• [Task objective]: Could you restate word for word every line of the records below, from the first one to the one holding "change. Reporting too"?

━━ Records supplied

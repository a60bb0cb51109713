//! results of applying a plan
use crate::addrs::AbsResourceInstanceObject;
use crate::plan::{Plan, State};
use indexmap::IndexSet;

/// Objects whose persisted state may have changed during an apply
pub type AffectedObjectSet = IndexSet<AbsResourceInstanceObject>;

/// Every object whose state could change while applying `plan`
///
/// Besides the objects with planned changes this includes everything present before or after
/// refresh, since refresh may have updated records without any planned change. Reporting too
/// much is harmless; missing an object leaves a stale record behind.
pub fn resource_instance_objects_affected_by_plan(plan: &Plan) -> AffectedObjectSet {
    let mut affected = AffectedObjectSet::new();

    if let Some(changes) = &plan.changes {
        affected.extend(changes.resources.iter().map(|change| change.object_addr()));
    }
    for state in [&plan.prior_state, &plan.prev_run_state].into_iter().flatten() {
        affected.extend(state.all_resource_instance_object_addrs());
    }

    tracing::debug!(count = affected.len(), "affected resource instance objects");
    affected
}

/// The outcome of an apply: the final state plus what it may have touched
#[derive(Debug, Clone, PartialEq)]
pub struct ApplyResult {
    final_state: State,
    affected_resource_instance_objects: AffectedObjectSet,
}

impl ApplyResult {
    /// Packages `final_state` with the objects affected by the plan that was applied
    pub fn new(plan: &Plan, final_state: State) -> Self {
        Self {
            final_state,
            affected_resource_instance_objects: resource_instance_objects_affected_by_plan(plan),
        }
    }

    pub fn final_state(&self) -> &State {
        &self.final_state
    }

    pub fn affected_resource_instance_objects(&self) -> &AffectedObjectSet {
        &self.affected_resource_instance_objects
    }

    /// Affected objects that are gone from the final state
    ///
    /// Their persisted records must be removed.
    pub fn stale_objects(&self) -> impl Iterator<Item = &AbsResourceInstanceObject> {
        self.affected_resource_instance_objects
            .iter()
            .filter(|addr| self.final_state.object(addr).is_none())
    }

    pub fn into_parts(self) -> (State, AffectedObjectSet) {
        (self.final_state, self.affected_resource_instance_objects)
    }
}
use crate::addrs::AbsOutputValue;
use crate::config::OutputValueDecl;
use crate::diagnostics::{Diagnostic, Diagnostics};
use crate::engine::Main;
use crate::eval::{
    do_once_with_diags, Evaluable, Memo, MemoizedResult, Plannable, Validatable,
};
use crate::expr::eval_expr;
use crate::phase::{EvalPhase, PerEvalPhase};
use crate::plan::ResourceInstanceChange;
use crate::promising::Canceled;
use crate::types::{self, TypeConstraint};
use crate::value::Value;
use std::sync::Arc;

/// An `output` block of one stack instance
#[derive(Debug)]
pub struct OutputValue {
    addr: AbsOutputValue,
    result: PerEvalPhase<Memo<Value>>,
}

impl OutputValue {
    pub fn new(addr: AbsOutputValue) -> Self {
        Self {
            addr,
            result: Default::default(),
        }
    }

    pub fn addr(&self) -> &AbsOutputValue {
        &self.addr
    }

    pub fn declaration(&self, main: &Main) -> Option<Arc<OutputValueDecl>> {
        let config = main.stack_config(&self.addr.stack.config_addr())?;
        config.output_values.get(&self.addr.name).cloned()
    }

    /// The declared type constraint, or "anything" when there is no declaration
    pub fn result_type(&self, main: &Main) -> TypeConstraint {
        match self.declaration(main) {
            Some(decl) => decl.ty.clone(),
            None => TypeConstraint::dynamic(),
        }
    }

    /// The memoized result for `phase`, tagged with how it came about
    pub async fn check_outcome(
        &self,
        main: &Main,
        phase: EvalPhase,
    ) -> Result<Arc<MemoizedResult<Value>>, Canceled> {
        let once = self.result.for_phase(phase);
        let decl = self.declaration(main);
        let subject = decl.as_ref().map(|decl| &decl.range);

        do_once_with_diags(&*once, &self.tracing_name(), subject, || {
            self.compute(main, phase, decl.clone())
        })
        .await
    }

    #[tracing::instrument(level = "trace", skip_all, fields(output = %self.addr, %phase))]
    async fn compute(
        &self,
        main: &Main,
        phase: EvalPhase,
        decl: Option<Arc<OutputValueDecl>>,
    ) -> Result<MemoizedResult<Value>, Canceled> {
        let mut diags = Diagnostics::new();

        let Some(decl) = decl else {
            return Ok(MemoizedResult::deferred(diags));
        };

        // inside a stack whose expansion isn't known yet
        let Some(stack) = main.stack(&self.addr.stack, phase).await? else {
            return Ok(MemoizedResult::deferred(diags));
        };

        let (value, more_diags) = eval_expr(main, &decl.value, phase, stack.as_ref()).await?;
        diags.append(more_diags);
        if diags.has_errors() {
            return Ok(MemoizedResult::failed(diags));
        }

        let value = match &decl.ty.defaults {
            Some(defaults) => defaults.apply(value),
            None => value,
        };

        match types::convert(value, &decl.ty.ty) {
            Ok(value) => Ok(MemoizedResult::resolved(value, diags)),
            Err(err) => {
                diags.push(
                    Diagnostic::error(
                        "Invalid output value result",
                        format!("Unsuitable value for output {:?}: {err}.", self.addr.name),
                    )
                    .with_subject(decl.value.range.clone()),
                );
                Ok(MemoizedResult::failed(diags))
            }
        }
    }
}

#[async_trait::async_trait]
impl Evaluable for OutputValue {
    fn tracing_name(&self) -> String {
        self.addr.to_string()
    }

    async fn check_value(
        &self,
        main: &Main,
        phase: EvalPhase,
    ) -> Result<(Value, Diagnostics), Canceled> {
        let result = self.check_outcome(main, phase).await?;
        let ty = self.result_type(main).ty;
        Ok((result.value_or_placeholder(&ty), result.diagnostics.clone()))
    }
}

#[async_trait::async_trait]
impl Plannable for OutputValue {
    async fn plan_changes(
        &self,
        main: &Main,
    ) -> Result<(Vec<ResourceInstanceChange>, Diagnostics), Canceled> {
        let (_, diags) = self.check_value(main, EvalPhase::Plan).await?;
        Ok((vec![], diags))
    }
}

#[async_trait::async_trait]
impl Validatable for OutputValue {
    async fn validate(&self, main: &Main) -> Result<Diagnostics, Canceled> {
        let (_, diags) = self.check_value(main, EvalPhase::Validate).await?;
        Ok(diags)
    }
}
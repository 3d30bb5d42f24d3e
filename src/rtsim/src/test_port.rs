//! An instrumented [`Port`] for unit tests.
//!
//! The clock is virtual and per-thread: a wait that isn't satisfied advances
//! the clock by the whole timeout and reports `TimedOut`, so timeout paths are
//! deterministic. Before giving up, a blocked wait runs the thread's
//! *interleave hook*, which stands in for "another thread did something while
//! we were blocked".
use std::{
    cell::{Cell, RefCell},
    num::NonZeroU64,
    sync::atomic::{AtomicBool, AtomicU32, AtomicU64, Ordering},
};

use crate::{
    error::ReleaseSemaphoreError,
    port::{Port, RawNotify, RawSemaphore, ThreadKey, WaitOutcome},
    time::Timeout,
};

pub(crate) enum TestPort {}

thread_local! {
    static CLOCK: Cell<u64> = Cell::new(1_000_000);
    static BLOCKING_ALLOWED: Cell<bool> = Cell::new(true);
    static FAIL_NEXT_WAIT: Cell<bool> = Cell::new(false);
    static WAIT_CALLS: Cell<usize> = Cell::new(0);
    static INTERLEAVE: RefCell<Option<Box<dyn FnMut()>>> = RefCell::new(None);
    static BEFORE_RESET: RefCell<Option<Box<dyn FnMut()>>> = RefCell::new(None);
    static AFTER_TIMEOUT: RefCell<Option<Box<dyn FnMut()>>> = RefCell::new(None);
    static THREAD_KEY: ThreadKey = {
        static NEXT: AtomicU64 = AtomicU64::new(1);
        NonZeroU64::new(NEXT.fetch_add(1, Ordering::Relaxed)).unwrap()
    };
}

/// Panic if anything calls a blocking port primitive on this thread.
pub(crate) fn forbid_blocking() {
    BLOCKING_ALLOWED.with(|c| c.set(false));
}

/// Make the next blocking wait on this thread report a platform failure.
pub(crate) fn fail_next_wait() {
    FAIL_NEXT_WAIT.with(|c| c.set(true));
}

/// The number of blocking waits issued by this thread so far.
pub(crate) fn wait_calls() -> usize {
    WAIT_CALLS.with(|c| c.get())
}

/// The virtual clock of this thread.
pub(crate) fn now() -> u64 {
    CLOCK.with(|c| c.get())
}

pub(crate) fn advance(micros: u64) {
    CLOCK.with(|c| c.set(c.get() + micros));
}

/// Run `f` the next time a wait on this thread would block. The hook is
/// consumed by that wait.
pub(crate) fn on_next_block(f: impl FnMut() + 'static) {
    INTERLEAVE.with(|c| *c.borrow_mut() = Some(Box::new(f)));
}

/// Run `f` the next time this thread resets a notification object, just
/// before the reset takes effect.
pub(crate) fn on_next_reset(f: impl FnMut() + 'static) {
    BEFORE_RESET.with(|c| *c.borrow_mut() = Some(Box::new(f)));
}

/// Run `f` the next time a wait on this thread times out, after the wait has
/// given up on the object.
pub(crate) fn on_next_timeout(f: impl FnMut() + 'static) {
    AFTER_TIMEOUT.with(|c| *c.borrow_mut() = Some(Box::new(f)));
}

pub(crate) fn init_logger() {
    let _ = env_logger::builder().is_test(true).try_init();
}

/// Common prologue of a blocking wait. Returns `Some` if the wait should end
/// without inspecting the object.
fn enter_wait() -> Option<WaitOutcome> {
    assert!(
        BLOCKING_ALLOWED.with(|c| c.get()),
        "a blocking port primitive was called"
    );
    WAIT_CALLS.with(|c| c.set(c.get() + 1));
    if FAIL_NEXT_WAIT.with(|c| c.replace(false)) {
        Some(WaitOutcome::Failed)
    } else {
        None
    }
}

/// Common epilogue of a wait that found its object unavailable.
fn block(timeout: Timeout, mut poll: impl FnMut() -> bool) -> WaitOutcome {
    let hook = INTERLEAVE.with(|c| c.borrow_mut().take());
    if let Some(mut hook) = hook {
        hook();
        if poll() {
            return WaitOutcome::Signaled;
        }
    }
    match timeout.as_micros() {
        Some(micros) => {
            advance(micros);
            let hook = AFTER_TIMEOUT.with(|c| c.borrow_mut().take());
            if let Some(mut hook) = hook {
                hook();
            }
            WaitOutcome::TimedOut
        }
        None => panic!("the test would block forever"),
    }
}

impl Port for TestPort {
    type Notify = TestNotify;
    type Semaphore = TestSemaphore;

    fn now_us() -> u64 {
        now()
    }

    fn current_thread_key() -> ThreadKey {
        THREAD_KEY.with(|k| *k)
    }
}

pub(crate) struct TestNotify {
    signaled: AtomicBool,
}

impl RawNotify for TestNotify {
    fn new() -> Self {
        Self {
            signaled: AtomicBool::new(false),
        }
    }

    fn set(&self) {
        self.signaled.store(true, Ordering::SeqCst);
    }

    fn reset(&self) {
        let hook = BEFORE_RESET.with(|c| c.borrow_mut().take());
        if let Some(mut hook) = hook {
            hook();
        }
        self.signaled.store(false, Ordering::SeqCst);
    }

    fn wait(&self, timeout: Timeout) -> WaitOutcome {
        if let Some(outcome) = enter_wait() {
            return outcome;
        }
        if self.signaled.load(Ordering::SeqCst) {
            return WaitOutcome::Signaled;
        }
        block(timeout, || self.signaled.load(Ordering::SeqCst))
    }
}

impl TestNotify {
    pub(crate) fn is_signaled(&self) -> bool {
        self.signaled.load(Ordering::SeqCst)
    }
}

pub(crate) struct TestSemaphore {
    count: AtomicU32,
    max: u32,
}

impl TestSemaphore {
    fn try_take(&self) -> bool {
        self.count
            .fetch_update(Ordering::SeqCst, Ordering::SeqCst, |c| c.checked_sub(1))
            .is_ok()
    }

    pub(crate) fn count(&self) -> u32 {
        self.count.load(Ordering::SeqCst)
    }
}

impl RawSemaphore for TestSemaphore {
    fn new(initial: u32, max: u32) -> Self {
        Self {
            count: AtomicU32::new(initial),
            max,
        }
    }

    fn acquire(&self, timeout: Timeout) -> WaitOutcome {
        if let Some(outcome) = enter_wait() {
            return outcome;
        }
        if self.try_take() {
            return WaitOutcome::Signaled;
        }
        block(timeout, || self.try_take())
    }

    fn release(&self, count: u32) -> Result<(), ReleaseSemaphoreError> {
        self.count
            .fetch_update(Ordering::SeqCst, Ordering::SeqCst, |c| {
                c.checked_add(count).filter(|&new| new <= self.max)
            })
            .map(drop)
            .map_err(|_| ReleaseSemaphoreError::QueueOverflow)
    }
}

━━━━

• [Result of this exercise]:
repository a60bb0cb51109713
//! results of applying a plan
use crate::addrs::AbsResourceInstanceObject;
use crate::plan::{Plan, State};
use indexmap::IndexSet;

/// Objects whose persisted state may have changed during an apply
pub type AffectedObjectSet = IndexSet<AbsResourceInstanceObject>;

/// Every object whose state could change while applying `plan`
///
/// Besides the objects with planned changes this includes everything present before or after
/// refresh, since refresh may have updated records without any planned change. Reporting too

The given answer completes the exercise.